Goal of the exercise
Your answer should be every line of the records that contains the word "identity", copied as it stands.

Collected data entries:
_ _ _ _
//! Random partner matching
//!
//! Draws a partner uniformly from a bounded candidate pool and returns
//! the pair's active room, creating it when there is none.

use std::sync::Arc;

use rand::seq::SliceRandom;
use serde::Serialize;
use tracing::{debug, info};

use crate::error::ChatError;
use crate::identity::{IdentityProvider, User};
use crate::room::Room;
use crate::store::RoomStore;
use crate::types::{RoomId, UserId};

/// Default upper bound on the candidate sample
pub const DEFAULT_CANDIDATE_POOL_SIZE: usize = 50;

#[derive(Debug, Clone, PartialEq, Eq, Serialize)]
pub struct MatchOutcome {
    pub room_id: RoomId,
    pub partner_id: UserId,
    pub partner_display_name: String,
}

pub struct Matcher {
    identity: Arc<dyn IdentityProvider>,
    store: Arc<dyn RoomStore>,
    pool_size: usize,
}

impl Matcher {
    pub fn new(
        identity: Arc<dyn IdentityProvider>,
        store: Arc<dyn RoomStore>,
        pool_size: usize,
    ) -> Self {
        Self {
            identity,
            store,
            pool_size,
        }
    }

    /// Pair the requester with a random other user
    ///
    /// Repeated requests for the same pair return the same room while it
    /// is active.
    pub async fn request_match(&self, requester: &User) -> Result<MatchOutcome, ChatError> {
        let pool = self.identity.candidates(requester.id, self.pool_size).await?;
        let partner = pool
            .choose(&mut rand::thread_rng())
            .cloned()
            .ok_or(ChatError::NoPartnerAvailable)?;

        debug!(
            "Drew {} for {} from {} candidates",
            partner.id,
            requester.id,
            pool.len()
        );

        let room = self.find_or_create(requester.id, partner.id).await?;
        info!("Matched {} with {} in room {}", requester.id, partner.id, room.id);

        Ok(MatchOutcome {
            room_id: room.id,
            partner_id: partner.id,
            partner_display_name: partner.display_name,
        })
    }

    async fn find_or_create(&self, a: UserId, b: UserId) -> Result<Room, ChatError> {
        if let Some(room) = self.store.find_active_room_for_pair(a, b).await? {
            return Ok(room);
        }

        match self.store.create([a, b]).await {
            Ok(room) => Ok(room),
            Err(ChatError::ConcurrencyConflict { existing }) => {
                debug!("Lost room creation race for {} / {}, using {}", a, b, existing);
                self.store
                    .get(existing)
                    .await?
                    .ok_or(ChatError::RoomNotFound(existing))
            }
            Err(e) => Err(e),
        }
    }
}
_ _ _ _
Response area
use crate::identity::{IdentityProvider, User};
    identity: Arc<dyn IdentityProvider>,
        identity: Arc<dyn IdentityProvider>,
            identity,
        let pool = self.identity.candidates(requester.id, self.pool_size).await?;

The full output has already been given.